The temp dial setting could be better by having temps vs lines for the adjustment dial. You have to guess at the temp unless you have a thermometer. A few times the shut-off nozzle has not shut it off like it's supposed to. But,, for an inexpensive unit,, it will work very well.
 

Sharp Shooter

Single-Sixer
Joined
Nov 24, 2005
Messages
110
Location
MCCammon,Idaho,USA
"A few times the shut-off nozzle has not shut it off like it's supposed to. But,, for an inexpensive unit,, it will work very well."
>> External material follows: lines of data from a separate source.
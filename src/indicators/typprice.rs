//! # Typical Price
//!
//! `(high + low + close) / 3` per bar.

use crate::batch::{windowed_batch, BatchError};
use crate::utilities::candle::{extract_price, Candle, PriceKind};
use crate::utilities::IndicatorResult;
use serde::{Deserialize, Serialize};

#[derive(Clone, Copy, Debug, Default, Serialize, Deserialize)]
pub struct TypPriceParams;

/// Evaluate every parameter set against every series in one dispatch.
pub fn typprice_batch(
    series: &[Vec<Candle>],
    params: &[TypPriceParams],
) -> Result<Vec<Vec<Vec<IndicatorResult>>>, BatchError> {
    windowed_batch(series, params, |bars, _prm, i| {
        IndicatorResult::formed(bars[i].time, extract_price(&bars[i], PriceKind::Typical))
    })
}
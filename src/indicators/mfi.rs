//! # Money Flow Index (MFI)
//!
//! Volume-weighted RSI of the typical price. Zero negative flow resolves
//! to 100; zero total flow resolves to 50.

use crate::batch::{windowed_batch, BatchError};
use crate::utilities::candle::{extract_price, Candle, PriceKind};
use crate::utilities::IndicatorResult;
use serde::{Deserialize, Serialize};

#[derive(Clone, Copy, Debug, Serialize, Deserialize)]
pub struct MfiParams {
    pub length: usize,
}

impl Default for MfiParams {
    fn default() -> Self {
        Self { length: 14 }
    }
}

/// Evaluate every parameter set against every series in one dispatch.
pub fn mfi_batch(
    series: &[Vec<Candle>],
    params: &[MfiParams],
) -> Result<Vec<Vec<Vec<IndicatorResult>>>, BatchError> {
    windowed_batch(series, params, |bars, prm, i| {
        let length = prm.length.max(1);
        let time = bars[i].time;
        if i < length {
            return IndicatorResult::empty(time);
        }
        let mut positive = 0.0f32;
        let mut negative = 0.0f32;
        for j in i + 1 - length..=i {
            let tp = extract_price(&bars[j], PriceKind::Typical);
            let prev_tp = extract_price(&bars[j - 1], PriceKind::Typical);
            let flow = tp * bars[j].volume;
            if tp > prev_tp {
                positive += flow;
            } else if tp < prev_tp {
                negative += flow;
            }
        }
        let value = if negative == 0.0 && positive == 0.0 {
            50.0
        } else if negative == 0.0 {
            100.0
        } else {
            100.0 - 100.0 / (1.0 + positive / negative)
        };
        IndicatorResult::formed(time, value)
    })
}
//! # Chaikin A/D Oscillator
//!
//! Fast EMA minus slow EMA of the accumulation/distribution line.

use crate::batch::{scan_batch, BatchError};
use crate::indicators::ad::money_flow_volume;
use crate::utilities::candle::Candle;
use crate::utilities::math::EmaState;
use crate::utilities::IndicatorResult;
use serde::{Deserialize, Serialize};

#[derive(Clone, Copy, Debug, Serialize, Deserialize)]
pub struct AdOscParams {
    pub fast_length: usize,
    pub slow_length: usize,
}

impl Default for AdOscParams {
    fn default() -> Self {
        Self {
            fast_length: 3,
            slow_length: 10,
        }
    }
}

/// Evaluate every parameter set against every series in one dispatch.
pub fn adosc_batch(
    series: &[Vec<Candle>],
    params: &[AdOscParams],
) -> Result<Vec<Vec<Vec<IndicatorResult>>>, BatchError> {
    scan_batch(series, params, |bars, prm: &AdOscParams, out| {
        let mut fast = EmaState::new(prm.fast_length);
        let mut slow = EmaState::new(prm.slow_length);
        let mut ad = 0.0f32;
        for (i, c) in bars.iter().enumerate() {
            ad += money_flow_volume(c);
            let f = fast.update(ad);
            let s = slow.update(ad);
            out[i] = if fast.is_formed() && slow.is_formed() {
                IndicatorResult::formed(c.time, f - s)
            } else {
                IndicatorResult::empty(c.time)
            };
        }
    })
}

#[cfg(test)]
mod tests {
    use super::*;

    #[test]
    fn steady_accumulation_reads_positive() {
        let bars: Vec<Candle> = (0..30)
            .map(|i| {
                let c = 10.0 + i as f32;
                // Close pinned at the high: pure accumulation.
                Candle::new(i as i64, c - 1.0, c, c - 1.0, c, 100.0)
            })
            .collect();
        let out = &adosc_batch(&[bars], &[AdOscParams::default()]).unwrap()[0][0];
        assert!(!out[8].is_formed);
        assert!(out[9].is_formed);
        assert!(out[20].value > 0.0);
    }
}
//! # Variable Index Dynamic Average (VIDYA)
//!
//! EMA whose alpha is scaled by the absolute Chande Momentum Oscillator of
//! the last `length` bars.

use crate::batch::{scan_batch, BatchError};
use crate::utilities::candle::{extract_price, Candle, PriceKind};
use crate::utilities::IndicatorResult;
use serde::{Deserialize, Serialize};

#[derive(Clone, Copy, Debug, Serialize, Deserialize)]
pub struct VidyaParams {
    pub length: usize,
    pub price: PriceKind,
}

impl Default for VidyaParams {
    fn default() -> Self {
        Self {
            length: 14,
            price: PriceKind::Close,
        }
    }
}

/// Evaluate every parameter set against every series in one dispatch.
pub fn vidya_batch(
    series: &[Vec<Candle>],
    params: &[VidyaParams],
) -> Result<Vec<Vec<Vec<IndicatorResult>>>, BatchError> {
    scan_batch(series, params, vidya_kernel)
}

fn vidya_kernel(bars: &[Candle], prm: &VidyaParams, out: &mut [IndicatorResult]) {
    let length = prm.length.max(1);
    let alpha = 2.0 / (length as f32 + 1.0);

    let mut vidya = 0.0f32;
    for (i, c) in bars.iter().enumerate() {
        let price = extract_price(c, prm.price);
        if i < length {
            vidya = price;
            out[i] = IndicatorResult::empty(c.time);
            continue;
        }

        let mut up = 0.0f32;
        let mut down = 0.0f32;
        for j in i + 1 - length..=i {
            let delta =
                extract_price(&bars[j], prm.price) - extract_price(&bars[j - 1], prm.price);
            if delta > 0.0 {
                up += delta;
            } else {
                down -= delta;
            }
        }
        let total = up + down;
        let cmo = if total == 0.0 {
            0.0
        } else {
            ((up - down) / total).abs()
        };

        vidya = price * alpha * cmo + vidya * (1.0 - alpha * cmo);

        // A computed zero is reported as empty/not-yet-valid here. Worth
        // confirming against the canonical definition before relying on
        // bar-exact warm-up edges.
        if vidya == 0.0 {
            out[i] = IndicatorResult::empty(c.time);
        } else {
            out[i] = IndicatorResult::formed(c.time, vidya);
        }
    }
}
Yeah., mine too - the shut off nozzle DOESN'T sometimes. :lol: But for an inexpensive unit, it's okay. Mostly I use my Lee Production pot for casting ingots of the perfect (IMO) alloy, which I later re-melt in the home-made pot on my Coleman stove. That's the way I learned bullet casting, a cast iron pot on a Coleman stove, and I just never got used to doing it any other way.
 

GP100man

Buckeye
Joined
Sep 13, 2006
Messages
1,386
Location
Tabor City, NC.
I use 2 cavity molds mainly , sometimes 1 & they get heavy enuff that when I empty my 10# pot I`m ready for a break!!

If I was useimg a 6 holer I`d probably go with the 20# pot , consider your needs , even future needs & decide .

Another aspect is I use different alloys for revolver boolits than some rifle boolits , so emptying the 10# pot is easier.

I started on a homemade cooker outfit & an electric furnace makes it more enjoyable & I seem to keep the area alot cleaner with the bottom pour !

There`s a learnin curve but it`ll go by qwik & I have`nt thrown my ladle out , some molds just work better with the dipper!

Always melt your alloys in a different pot to ingotize em , put as clean an alloy as ya can into the castin pot , it`ll save a bunch of headaches!!!

A thermometer is a must for consistent results & repeatablity .
I will say I cast a long time without 1 but now won`t without it !

2 peices of safety advise ALWAYS wear safety glasses !!!
& NEVER add cold alloys to a hot pot!!
I lay mine across the pot to warm up (dry off) before addin em for an extended castin session.

Here`s a site that may intrest ya!

http://castboolits.gunloads.com/

& hers a few of the revolver boolits that I cast except the 2 on the rt. I`m trying those out before ordering a mold.
102_0245.jpg
 

Cary

Single-Sixer
Joined
Oct 28, 2005
Messages
113
Location
Boise, ID
I've had one of the Lee Pro 4-20 pots for maybe ten years now and have been pleased with the performance. No it is is not perfect but few things are. The only problem I have had is the valve dripping at times as has been mentioned. This is the only furnace I have had contact with so I am unaware if others brands have this problem or not. One thing I do know is that Lee products enabled me to get into casting at an affordable price. 90% of my bullet molds are Lee as well.
Cary
 

COR

Blackhawk
Joined
Aug 7, 2007
Messages
846
Location
Pittsburgh, Pa
Great pot, but they do drip a little (no big deal). I use one of the 10lb bottom pours and it does all I need. I would get the 20lb if I had to do it again.

You will want a better one eventually but it's agreat way to get started at a reasonable cost.

The thermometer is very helpful and will save you some frustration, but it can be done without it.